◆ What to produce: For the entries that follow, say how many lines hold the string "rendered", with nothing else in the reply.

◆ Source data:

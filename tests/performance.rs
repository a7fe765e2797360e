mod common;

use common::*;

use osu_ppv2::model::GameMode;
use osu_ppv2::{AnyPP, CalculateError, Mods, OsuPP, OsuStars};

// aim 2.09* / speed 2.19* on a 336 object map, the values the
// classic algorithm is usually documented with
fn reference_score() -> OsuPP<'static> {
    OsuPP::raw()
        .aim_stars(2.09)
        .speed_stars(2.19)
        .max_combo(469)
        .n_circles(262)
        .n_sliders(69)
        .n_objects(336)
        .ar(5.0)
        .od(8.0)
}

#[test]
fn reference_ss() {
    let result = reference_score().accuracy(100.0).calculate().unwrap();

    // the published stars only carry two decimals so the margin is loose
    assert_relative(result.pp, 133.24, 0.015);
    assert_relative(result.pp_aim, 36.23, 0.015);
    assert_relative(result.pp_speed, 40.61, 0.015);
    assert_relative(result.pp_acc, 54.42, 0.015);
    assert_eq!(result.accuracy.n300, 336);
}

#[test]
fn reference_hddt() {
    let result = reference_score()
        .aim_stars(2.92)
        .speed_stars(3.11)
        .mods(u32::HD | u32::DT)
        .accuracy(98.0)
        .combo(400)
        .misses(1)
        .calculate()
        .unwrap();

    assert_relative(result.pp, 266.01, 0.015);
    assert_relative(result.pp_aim, 99.70, 0.015);
    assert_relative(result.pp_speed, 101.68, 0.015);
    assert_relative(result.pp_acc, 60.41, 0.015);

    assert_eq!(result.accuracy.n300, 326);
    assert_eq!(result.accuracy.to_string(), "97.92% 9x100 0x50 1xmiss");
}

#[test]
fn more_misses_never_gain_pp() {
    let mut previous = f64::INFINITY;

    for n_misses in 0..10 {
        let result = reference_score()
            .accuracy(98.0)
            .misses(n_misses)
            .combo(300)
            .calculate()
            .unwrap();

        assert!(
            result.pp <= previous,
            "pp gained with {} misses: {} -> {}",
            n_misses,
            previous,
            result.pp
        );

        previous = result.pp;
    }
}

#[test]
fn no_fail_discounts_total_only() {
    let clean = reference_score().accuracy(100.0).calculate().unwrap();
    let no_fail = reference_score()
        .mods(u32::NF)
        .accuracy(100.0)
        .calculate()
        .unwrap();

    assert_relative(no_fail.pp, clean.pp * 0.90, 1e-10);
    assert_relative(no_fail.pp_aim, clean.pp_aim, 1e-10);
}

#[test]
fn spun_out_discount() {
    let clean = reference_score().accuracy(100.0).calculate().unwrap();
    let spun_out = reference_score()
        .mods(u32::SO)
        .accuracy(100.0)
        .calculate()
        .unwrap();

    assert_relative(spun_out.pp, clean.pp * 0.95, 1e-10);
}

#[test]
fn score_v2_judges_every_object() {
    // on an imperfect score v2 punishes acc pp harder since sliders
    // and spinners are no longer free 300s
    let v1 = reference_score()
        .accuracy(95.0)
        .calculate()
        .unwrap();
    let v2 = reference_score()
        .accuracy(95.0)
        .score_version(2)
        .calculate()
        .unwrap();

    assert!(v1.pp_acc != v2.pp_acc);
    assert_relative(v1.pp_aim, v2.pp_aim, 1e-10);
}

#[test]
fn unsupported_score_version() {
    match reference_score().score_version(3).calculate() {
        Err(CalculateError::UnsupportedScoreVersion(3)) => {}
        other => panic!("expected UnsupportedScoreVersion, got {:?}", other),
    }
}

#[test]
fn raw_path_requires_combo_and_counts() {
    match OsuPP::raw().calculate() {
        Err(CalculateError::MissingInput("max_combo")) => {}
        other => panic!("expected MissingInput, got {:?}", other),
    }

    match OsuPP::raw()
        .max_combo(100)
        .n_circles(80)
        .n_sliders(30)
        .n_objects(100)
        .calculate()
    {
        Err(CalculateError::InvalidInput(_)) => {}
        other => panic!("expected InvalidInput, got {:?}", other),
    }
}

#[test]
fn map_path_matches_attribute_path() {
    let map = map_of(vec![
        circle(0.0, 0.0, 0.0),
        circle(100.0, 0.0, 1000.0),
        circle(200.0, 0.0, 2000.0),
    ]);

    let from_map = OsuPP::new(&map).accuracy(100.0).calculate().unwrap();

    let attributes = OsuStars::new(&map).calculate();
    let from_attributes = OsuPP::raw()
        .attributes(attributes)
        .accuracy(100.0)
        .calculate()
        .unwrap();

    assert_relative(from_map.pp, from_attributes.pp, 1e-10);
}

#[test]
fn hit_counts_instead_of_percent() {
    let by_counts = reference_score()
        .n100(9)
        .misses(1)
        .calculate()
        .unwrap();
    let by_percent = reference_score()
        .accuracy(98.0)
        .misses(1)
        .calculate()
        .unwrap();

    assert_eq!(by_counts.accuracy, by_percent.accuracy);
    assert_relative(by_counts.pp, by_percent.pp, 1e-10);
}

#[test]
fn display() {
    let result = reference_score().accuracy(100.0).calculate().unwrap();
    let rendered = result.to_string();

    assert!(rendered.ends_with(" acc)"), "unexpected format: {}", rendered);
    assert!(rendered.contains(" pp ("), "unexpected format: {}", rendered);
}

#[test]
fn dispatch_rejects_other_modes() {
    let mut map = map_of(vec![circle(0.0, 0.0, 0.0)]);
    map.mode = GameMode::CTB;

    match AnyPP::new(&map) {
        Err(CalculateError::UnsupportedMode(GameMode::CTB)) => {}
        other => panic!("expected UnsupportedMode error, got {:?}", other),
    }
}

#[test]
fn dispatch_std() {
    let map = map_of(vec![
        circle(0.0, 0.0, 0.0),
        circle(100.0, 0.0, 1000.0),
        circle(200.0, 0.0, 2000.0),
    ]);

    let result = AnyPP::new(&map)
        .unwrap()
        .accuracy(100.0)
        .calculate()
        .unwrap();

    assert!(result.pp() > 0.0);
    assert_margin(result.stars(), 0.3416412, 1e-4);
}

◆ Answer to the problem: 3